"All I Have to Give" is a song by American boy band Backstreet Boys, produced and written by Full Force, and released as the third and final single from their second album Backstreet's Back and the sixth and final single from their US debut album. The single debuted at number two on the UK Singles Chart and peaked at number five on the US Billboard Hot 100, becoming their third top-10 single in the US, following "Everybody (Backstreet's Back)".

Background
Alongside working with Max Martin for their second album, Backstreet's Back, the Backstreet Boys began collaborating with Full Force in late 1996 as a way to differentiate themselves from the pop and R&B genre.
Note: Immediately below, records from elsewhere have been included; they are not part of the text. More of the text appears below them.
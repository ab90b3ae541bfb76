/// Server-side primary keys are 64-bit integers.
pub type DbId = i64;

/// All timestamps are UTC.
pub type Timestamp = chrono::DateTime<chrono::Utc>;
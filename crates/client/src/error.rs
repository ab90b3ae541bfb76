/// Errors raised while building an [`ApiClient`](crate::ApiClient).
///
/// Request failures are reported as
/// [`RemoteError`](backoffice_core::error::RemoteError) instead.
#[derive(Debug, thiserror::Error)]
pub enum ClientError {
    /// The configured base URL is not an absolute http(s) URL.
    #[error("Invalid base URL '{0}'")]
    InvalidBaseUrl(String),

    /// The underlying reqwest client could not be constructed.
    #[error("HTTP client setup failed: {0}")]
    Build(#[from] reqwest::Error),
}
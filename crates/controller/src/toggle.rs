//! Single-flight status toggles with bounded retry.
//!
//! ```text
//! Idle ──toggle──▶ Toggling(id, 1) ──ok──▶ Idle (bound list reloads)
//!                     │
//!                     ├─transient error, attempts left──▶ Toggling(id, n+1)
//!                     └─terminal error / attempts spent──▶ Failed(id, reason)
//! ```
//!
//! At most one toggle is in flight per coordinator. A request arriving while
//! another row is toggling is rejected, not queued. The coordinator never
//! updates rows optimistically: it waits for the server, then reloads the
//! whole list.

use std::marker::PhantomData;
use std::sync::Arc;

use backoffice_core::api::{ResourceApi, ToggleApi};
use backoffice_core::entities::{Resource, ToggleAction};
use backoffice_core::types::DbId;
use tokio::sync::RwLock;

use crate::list::{Reload, ResourceListController};
use crate::retry::{next_delay, ToggleRetryConfig};

// ---------------------------------------------------------------------------
// Policy
// ---------------------------------------------------------------------------

/// Decides whether a resource may be toggled at all.
pub trait TogglePolicy<R>: Send + Sync {
    fn can_toggle(&self, resource: &R, action: ToggleAction) -> bool;
}

/// Forbids system-protected resources and actions the entity lacks.
#[derive(Debug, Clone, Copy, Default)]
pub struct ProtectedResourcePolicy;

impl<R: Resource> TogglePolicy<R> for ProtectedResourcePolicy {
    fn can_toggle(&self, resource: &R, action: ToggleAction) -> bool {
        !resource.is_protected() && R::supported_toggles().contains(&action)
    }
}

impl<R, F> TogglePolicy<R> for F
where
    F: Fn(&R, ToggleAction) -> bool + Send + Sync,
{
    fn can_toggle(&self, resource: &R, action: ToggleAction) -> bool {
        self(resource, action)
    }
}

// ---------------------------------------------------------------------------
// State
// ---------------------------------------------------------------------------

#[derive(Debug, Clone, PartialEq, Eq, Default)]
pub enum TogglePhase {
    #[default]
    Idle,
    Toggling {
        resource_id: DbId,
        action: ToggleAction,
        attempt: u32,
    },
    Failed {
        resource_id: DbId,
        action: ToggleAction,
        reason: String,
    },
}

/// What the view reads to render toggle indicators.
#[derive(Debug, Clone, PartialEq, Eq, Default)]
pub struct ToggleState {
    pub phase: TogglePhase,
    pub error: Option<String>,
    /// Retries spent on the current or most recent toggle.
    pub retry_count: u32,
}

impl ToggleState {
    pub fn is_toggling(&self) -> bool {
        matches!(self.phase, TogglePhase::Toggling { .. })
    }

    pub fn toggling_resource_id(&self) -> Option<DbId> {
        match self.phase {
            TogglePhase::Toggling { resource_id, .. } => Some(resource_id),
            _ => None,
        }
    }

    /// Whether `id`'s row should show the in-progress indicator.
    pub fn is_row_toggling(&self, id: DbId) -> bool {
        self.toggling_resource_id() == Some(id)
    }
}

/// Why a toggle request was not attempted.
#[derive(Debug, Clone, Copy, PartialEq, Eq)]
pub enum ToggleRejection {
    /// The policy forbids toggling this resource.
    Forbidden,
    /// Another toggle is in flight.
    Busy { resource_id: DbId },
    /// `retry_failed` was called with no failed toggle to retry.
    NothingToRetry,
}

#[derive(Debug, Clone, PartialEq, Eq)]
pub enum ToggleOutcome {
    Succeeded { attempts: u32 },
    Failed { attempts: u32, reason: String },
    Rejected(ToggleRejection),
}

// ---------------------------------------------------------------------------
// Coordinator
// ---------------------------------------------------------------------------

/// Serialises status toggles for one list screen.
pub struct StatusToggleCoordinator<R> {
    api: Arc<dyn ToggleApi>,
    list: Arc<dyn Reload>,
    policy: Box<dyn TogglePolicy<R>>,
    config: ToggleRetryConfig,
    state: RwLock<ToggleState>,
    _resource: PhantomData<fn(&R)>,
}

impl<R: Resource> StatusToggleCoordinator<R> {
    /// Coordinator calling `api` and reloading `list` after each success.
    pub fn new(api: Arc<dyn ToggleApi>, list: Arc<dyn Reload>, config: ToggleRetryConfig) -> Self {
        Self {
            api,
            list,
            policy: Box::new(ProtectedResourcePolicy),
            config,
            state: RwLock::new(ToggleState::default()),
            _resource: PhantomData,
        }
    }

    /// Coordinator bound to a list controller whose API also toggles.
    pub fn for_list<A>(list: &Arc<ResourceListController<A>>, config: ToggleRetryConfig) -> Self
    where
        A: ResourceApi<Resource = R> + ToggleApi + 'static,
    {
        let api: Arc<dyn ToggleApi> = list.api();
        let reload: Arc<dyn Reload> = Arc::clone(list) as Arc<dyn Reload>;
        Self::new(api, reload, config)
    }

    /// Replace the default [`ProtectedResourcePolicy`].
    pub fn with_policy(mut self, policy: impl TogglePolicy<R> + 'static) -> Self {
        self.policy = Box::new(policy);
        self
    }

    pub async fn state(&self) -> ToggleState {
        self.state.read().await.clone()
    }

    pub async fn is_row_toggling(&self, id: DbId) -> bool {
        self.state.read().await.is_row_toggling(id)
    }

    /// Policy check. Views use this to disable the switch up front.
    pub fn can_toggle(&self, resource: &R, action: ToggleAction) -> bool {
        self.policy.can_toggle(resource, action)
    }

    /// Flip `action` on `resource`, retrying transient failures.
    ///
    /// No-op (returns [`ToggleOutcome::Rejected`]) when the policy forbids
    /// it or another toggle is already in flight.
    pub async fn toggle(&self, resource: &R, action: ToggleAction) -> ToggleOutcome {
        let id = resource.id();
        if !self.can_toggle(resource, action) {
            tracing::debug!(resource = R::KIND, resource_id = id, %action, "Toggle forbidden by policy");
            return ToggleOutcome::Rejected(ToggleRejection::Forbidden);
        }

        {
            let mut state = self.state.write().await;
            if let Some(busy) = state.toggling_resource_id() {
                tracing::debug!(
                    resource = R::KIND,
                    resource_id = id,
                    busy_with = busy,
                    "Toggle rejected, another toggle is in flight",
                );
                return ToggleOutcome::Rejected(ToggleRejection::Busy { resource_id: busy });
            }
            Self::begin(&mut state, id, action);
        }

        self.run(id, action).await
    }

    /// Re-run the last failed toggle (the view's retry affordance).
    pub async fn retry_failed(&self) -> ToggleOutcome {
        let (id, action) = {
            let mut state = self.state.write().await;
            let TogglePhase::Failed {
                resource_id,
                action,
                ..
            } = state.phase
            else {
                return ToggleOutcome::Rejected(ToggleRejection::NothingToRetry);
            };
            Self::begin(&mut state, resource_id, action);
            (resource_id, action)
        };
        self.run(id, action).await
    }

    /// Dismiss a failure and return to idle.
    pub async fn clear_error(&self) {
        let mut state = self.state.write().await;
        if matches!(state.phase, TogglePhase::Failed { .. }) {
            *state = ToggleState::default();
        }
    }

    fn begin(state: &mut ToggleState, resource_id: DbId, action: ToggleAction) {
        *state = ToggleState {
            phase: TogglePhase::Toggling {
                resource_id,
                action,
                attempt: 1,
            },
            error: None,
            retry_count: 0,
        };
    }

    async fn run(&self, id: DbId, action: ToggleAction) -> ToggleOutcome {
        let mut attempt = 1u32;
        let mut delay = self.config.initial_delay;

        loop {
            if self.config.log_attempts {
                tracing::info!(resource = R::KIND, resource_id = id, %action, attempt, "Toggling");
            }

            let err = match self.api.toggle(id, action).await {
                Ok(()) => {
                    {
                        let mut state = self.state.write().await;
                        state.phase = TogglePhase::Idle;
                        state.error = None;
                        state.retry_count = attempt - 1;
                    }
                    tracing::info!(resource = R::KIND, resource_id = id, %action, attempt, "Toggle succeeded");
                    self.list.reload().await;
                    return ToggleOutcome::Succeeded { attempts: attempt };
                }
                Err(e) => e,
            };

            if !(err.is_transient() && self.config.allows_retry_after(attempt)) {
                let reason = err.user_message();
                {
                    let mut state = self.state.write().await;
                    state.phase = TogglePhase::Failed {
                        resource_id: id,
                        action,
                        reason: reason.clone(),
                    };
                    state.error = Some(reason.clone());
                    state.retry_count = attempt - 1;
                }
                tracing::warn!(
                    resource = R::KIND,
                    resource_id = id,
                    %action,
                    attempts = attempt,
                    error = %err,
                    "Toggle failed",
                );
                return ToggleOutcome::Failed {
                    attempts: attempt,
                    reason,
                };
            }

            if self.config.log_attempts {
                tracing::warn!(
                    resource = R::KIND,
                    resource_id = id,
                    attempt,
                    delay_ms = delay.as_millis() as u64,
                    error = %err,
                    "Toggle attempt {attempt} failed, retrying",
                );
            }
            tokio::time::sleep(delay).await;
            delay = next_delay(delay, &self.config);
            attempt += 1;

            let mut state = self.state.write().await;
            state.phase = TogglePhase::Toggling {
                resource_id: id,
                action,
                attempt,
            };
            state.retry_count = attempt - 1;
        }
    }
}

// ---------------------------------------------------------------------------
// Tests
// ---------------------------------------------------------------------------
In a 2017 interview with Billboard, Howie Dorough discussed how the song was particularly significant to him:My sound wasn’t exactly the lead-person sound for the group with these songs. "All I Have To Give" was me finally getting a chance to step to the plate and show the world who I am as a singer. I’ll always be thankful for producers from the group Full Force for saying, "Dude, why don’t you sing more on the leads?"

Critical reception
Chuck Taylor of Billboard noted that "All I Have to Give" contained "plush harmonies, a melody that seems altogether natural and familiar on the first listen, and clever production props", describing it as a "no-brainer ballad" that would treat the Backstreet Boys more seriously as men. Daily Record described the song as a "classic slice of teen-pop", stating that the Backstreet Boys were "eclipsing Boyzone". People described "All I Have to Give" as a "peppy" ballad, stating that while the song contained "a tinge of melancholy in the group's harmonies, one can't help smiling". Bob Waliszewski of Plugged In stated that the song expresses a "willingness to do whatever it takes to forge a strong relationship".

Commercial performance
"All I Have to Give" charted in the top ten in several countries, including a debut at number 2 on the UK Singles Chart, number 3 in Canada, number 4 in Australia, and number 8 in Germany during 1998. It also reached number one in Spain and on the UK Indie Chart.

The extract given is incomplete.